There's another way.

No doubt there are appropriate times and places to use these medications
– rarely. But our increasing reliance on them is creating untold
suffering of a kind and magnitude we can barely imagine. All because of
a blindness that dominates our age – a blindness that obscures that
which every child knows naturally:

We are born with a good side and we have a bad side. And we need to be
careful which side we listen to. If we listen to the wrong side,
terrible consequences follow.

Epilogue

Toward the end of my son's Boy Scout troop meeting not too long ago, the
scoutmaster stood up and used his customary "Scoutmaster Minute" to
retell the famous story an old Cherokee chief supposedly told his
grandson.

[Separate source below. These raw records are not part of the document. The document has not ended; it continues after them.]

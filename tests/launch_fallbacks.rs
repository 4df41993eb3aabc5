// tests/launch_fallbacks.rs
mod common;
use crate::common::builders::{ENGINE_TEMPLATE, LauncherConfigBuilder};
use crate::common::fake_engine::{FakeOutcome, ScriptedEngine};
use crate::common::init_tracing;

use std::path::{Path, PathBuf};

use evalrun::config::LauncherConfig;
use evalrun::fs::FileSystem;
use evalrun::fs::mock::MockFileSystem;
use evalrun::launch::{LaunchRequest, launch};
use evalrun::types::RunStatus;

const ROOT: &str = "/srv/evalrun";

fn setup() -> (MockFileSystem, LauncherConfig) {
    init_tracing();
    let cfg = LauncherConfigBuilder::new(Path::new(ROOT)).build();
    let fs = MockFileSystem::new();
    fs.add_file(&cfg.paths.config_template, ENGINE_TEMPLATE);
    fs.add_file(
        cfg.paths.content_template.as_ref().unwrap(),
        "# Investment Committee instructions\n",
    );
    (fs, cfg)
}

fn request(run_id: &str) -> LaunchRequest {
    LaunchRequest {
        run_id: Some(run_id.to_string()),
        ..LaunchRequest::default()
    }
}

fn workspace(run_id: &str) -> PathBuf {
    Path::new(ROOT).join("database").join(run_id).join("workspace_dir")
}

#[tokio::test]
async fn priority_report_is_selected_and_exit_code_passed_through() {
    let (fs, cfg) = setup();
    let mut engine = ScriptedEngine::new(
        fs.clone(),
        FakeOutcome::Exit {
            code: 2,
            stdout: "working\n".to_string(),
            stderr: "minor warning\n".to_string(),
        },
    )
    .producing("a.md", "# a")
    .producing("notes.md", "# notes")
    .producing("IC_report.md", "# IC Report\n\nBuy.");

    let outcome = launch(&fs, &cfg, &mut engine, &request("r1")).await;

    assert_eq!(outcome.status, RunStatus::Completed);
    assert_eq!(outcome.exit_code, 2);
    assert_eq!(outcome.stdout, "working\n");
    assert_eq!(outcome.stderr, "minor warning\n");
    assert_eq!(outcome.display_path, Some(workspace("r1").join("IC_report.md")));
    assert_eq!(outcome.display_content, "# IC Report\n\nBuy.");
    assert!(!outcome.timed_out);

    let ctx = outcome.context.expect("context must be reported");
    assert_eq!(ctx.run_id, "r1");
    assert_eq!(ctx.workspace_dir, workspace("r1"));
}

#[tokio::test]
async fn configured_priority_overrides_default_list() {
    let (fs, _) = setup();
    let cfg = LauncherConfigBuilder::new(Path::new(ROOT))
        .with_priority(&["final_memo.md"])
        .build();
    let mut engine = ScriptedEngine::new(fs.clone(), FakeOutcome::success(""))
        .producing("IC_report.md", "# default favourite")
        .producing("final_memo.md", "# memo");

    let outcome = launch(&fs, &cfg, &mut engine, &request("r1b")).await;

    assert_eq!(outcome.status, RunStatus::Completed);
    assert_eq!(outcome.display_path, Some(workspace("r1b").join("final_memo.md")));
    assert_eq!(outcome.display_content, "# memo");
}

#[tokio::test]
async fn engine_sees_materialized_config_with_run_paths() {
    let (fs, cfg) = setup();
    let mut engine = ScriptedEngine::new(fs.clone(), FakeOutcome::success(""))
        .producing("report.md", "# r");
    let invocations = engine.invocations();

    let mut req = request("r2");
    req.user_query = Some("What is the \"cap rate\" for\n12 Main St?".to_string());
    launch(&fs, &cfg, &mut engine, &req).await;

    let calls = invocations.lock().unwrap();
    assert_eq!(calls.len(), 1);
    assert_eq!(
        calls[0].config_path,
        Path::new(ROOT).join("database/r2/configs/config_evaluate_property.toml")
    );
    assert_eq!(calls[0].timeout, cfg.timeout());

    let table: toml::Table = toml::from_str(&calls[0].config_text).unwrap();
    let io = &table["io"];
    assert_eq!(io["input_dir"].as_str(), Some("/srv/evalrun/database/r2/input"));
    assert_eq!(io["output_dir"].as_str(), Some("/srv/evalrun/database/r2/workspace_dir"));
    assert_eq!(io["workspace_root"].as_str(), Some("/srv/evalrun/database/r2/workspace_dir"));
    assert_eq!(
        table["runflow"]["user_query"].as_str(),
        Some("What is the \"cap rate\" for\n12 Main St?")
    );
    assert!(table["sandbox"].get("user_query").is_none());

    assert!(fs.is_file(Path::new("/srv/evalrun/database/r2/input/IC_instruction.md")));
}

#[tokio::test]
async fn empty_workspace_yields_no_output_report() {
    let (fs, cfg) = setup();
    let mut engine = ScriptedEngine::new(
        fs.clone(),
        FakeOutcome::Exit {
            code: 0,
            stdout: "nothing to do\n".to_string(),
            stderr: String::new(),
        },
    );

    let outcome = launch(&fs, &cfg, &mut engine, &request("r3")).await;

    assert_eq!(outcome.exit_code, 0);
    assert_eq!(outcome.status, RunStatus::NoOutput);
    let path = workspace("r3").join("no_output_report.md");
    assert_eq!(outcome.display_path.as_deref(), Some(path.as_path()));
    assert!(outcome.display_content.starts_with("# Workflow Finished Without Output"));
    assert!(outcome.display_content.contains("nothing to do"));
    assert_eq!(fs.read_to_string(&path).unwrap(), outcome.display_content);
}

#[tokio::test]
async fn non_markdown_outputs_yield_critical_error_report() {
    let (fs, cfg) = setup();
    let mut engine = ScriptedEngine::new(
        fs.clone(),
        FakeOutcome::Exit {
            code: 7,
            stdout: String::new(),
            stderr: "boom\n".to_string(),
        },
    )
    .producing("data.csv", "a,b")
    .producing("charts/plot.png", "png");

    let outcome = launch(&fs, &cfg, &mut engine, &request("r4")).await;

    assert_eq!(outcome.exit_code, 0, "synthesized reports force exit code 0");
    assert_eq!(outcome.status, RunStatus::NoDisplayableOutput);
    assert!(outcome.status.is_degraded());
    assert_eq!(
        outcome.display_path,
        Some(workspace("r4").join("critical_error_report.md"))
    );
    assert!(outcome.display_content.starts_with("# Workflow Critical Error"));
    assert!(outcome.display_content.contains("boom"));
}

#[tokio::test]
async fn missing_engine_dependency_yields_script_error_report() {
    let (fs, cfg) = setup();
    let mut engine = ScriptedEngine::new(fs.clone(), FakeOutcome::MissingDependency);

    let outcome = launch(&fs, &cfg, &mut engine, &request("r5")).await;

    assert_eq!(outcome.exit_code, 0);
    assert_eq!(outcome.status, RunStatus::ScriptError);
    assert_eq!(outcome.stdout, "");
    assert!(outcome.stderr.contains("Missing dependency"));
    assert_eq!(
        outcome.display_path,
        Some(workspace("r5").join("script_error_report.md"))
    );
    assert!(outcome.display_content.starts_with("# Workflow Script Error Report"));
}

#[tokio::test]
async fn missing_config_template_yields_script_error_report() {
    init_tracing();
    let cfg = LauncherConfigBuilder::new(Path::new(ROOT)).build();
    let fs = MockFileSystem::new();
    let mut engine = ScriptedEngine::new(fs.clone(), FakeOutcome::success(""));
    let invocations = engine.invocations();

    let outcome = launch(&fs, &cfg, &mut engine, &request("r6")).await;

    assert!(invocations.lock().unwrap().is_empty(), "engine must not run");
    assert_eq!(outcome.exit_code, 0);
    assert_eq!(outcome.status, RunStatus::ScriptError);
    assert!(fs.is_file(&workspace("r6").join("script_error_report.md")));
}

#[tokio::test]
async fn missing_input_file_yields_script_error_report() {
    let (fs, cfg) = setup();
    let mut engine = ScriptedEngine::new(fs.clone(), FakeOutcome::success(""));

    let mut req = request("r7");
    req.inputs = vec![PathBuf::from("/uploads/nope.pdf")];
    let outcome = launch(&fs, &cfg, &mut engine, &req).await;

    assert_eq!(outcome.status, RunStatus::ScriptError);
    assert_eq!(outcome.exit_code, 0);
}

#[tokio::test]
async fn timeout_keeps_partial_output_and_still_selects() {
    let (fs, cfg) = setup();
    let mut engine = ScriptedEngine::new(
        fs.clone(),
        FakeOutcome::Timeout {
            stdout: "step 1 done\n".to_string(),
            stderr: String::new(),
        },
    )
    .producing("summary.md", "# partial summary");

    let outcome = launch(&fs, &cfg, &mut engine, &request("r8")).await;

    assert!(outcome.timed_out);
    assert_eq!(outcome.exit_code, 1);
    assert_eq!(outcome.status, RunStatus::Completed);
    assert_eq!(outcome.stdout, "step 1 done\n");
    assert!(outcome.stderr.contains("Process timed out after 30 seconds"));
    assert_eq!(outcome.display_content, "# partial summary");
}

#[tokio::test]
async fn spawn_failure_is_reported_through_stderr() {
    let (fs, cfg) = setup();
    let mut engine = ScriptedEngine::new(
        fs.clone(),
        FakeOutcome::SpawnFailure("permission denied".to_string()),
    );

    let outcome = launch(&fs, &cfg, &mut engine, &request("r9")).await;

    assert_eq!(outcome.status, RunStatus::NoOutput);
    assert_eq!(outcome.exit_code, 0);
    assert!(outcome.stderr.contains("permission denied"));
    assert!(outcome.display_content.contains("permission denied"));
}

#[tokio::test]
async fn unwritable_fallback_report_surfaces_exit_code_one() {
    let (fs, cfg) = setup();
    // A directory squatting on the report's file name makes the write fail.
    fs.add_dir(workspace("r10").join("critical_error_report.md"));
    let mut engine = ScriptedEngine::new(fs.clone(), FakeOutcome::success(""));

    let outcome = launch(&fs, &cfg, &mut engine, &request("r10")).await;

    assert_eq!(outcome.exit_code, 1);
    assert_eq!(outcome.status, RunStatus::Unrecoverable);
    assert_eq!(outcome.display_path, None);
    assert_eq!(
        outcome.display_content,
        "No display file found, and fallback report failed."
    );
}

#[tokio::test]
async fn missing_run_id_gets_fallback_directory() {
    let (fs, cfg) = setup();
    let mut engine =
        ScriptedEngine::new(fs.clone(), FakeOutcome::success("")).producing("output.md", "# out");

    let outcome = launch(&fs, &cfg, &mut engine, &LaunchRequest::default()).await;

    let ctx = outcome.context.unwrap();
    assert!(ctx.fallback_id);
    assert!(!ctx.run_id.is_empty());
    assert_eq!(outcome.display_path, Some(ctx.workspace_dir.join("output.md")));
}

#[test]
fn query_is_taken_from_env_unless_given() {
    let cfg = LauncherConfigBuilder::new(Path::new(ROOT)).build();
    // SAFETY: this is the only test touching this variable.
    unsafe { std::env::set_var(&cfg.engine.query_env, "from env") };

    let from_env = LaunchRequest::default().with_query_from_env(&cfg);
    assert_eq!(from_env.user_query.as_deref(), Some("from env"));

    let explicit = LaunchRequest {
        user_query: Some("explicit".to_string()),
        ..LaunchRequest::default()
    }
    .with_query_from_env(&cfg);
    assert_eq!(explicit.user_query.as_deref(), Some("explicit"));
}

The chief said:

"A fight is going on inside me. It is a terrible battle – between two
wolves. One wolf represents fear, anger, pride, envy, lust, greed,
arrogance, self-pity, resentment, lies and cruelty.

"The other wolf stands for honesty, kindness, hope, sharing, serenity,
humility, friendship, generosity, truth, compassion and faith.

"This same fight is going on inside you, and inside every other person,
too," he added.

The grandson reflected on these words for a minute and then asked his
grandfather, "Which wolf will win?"

The old chief simply replied, "The one you feed."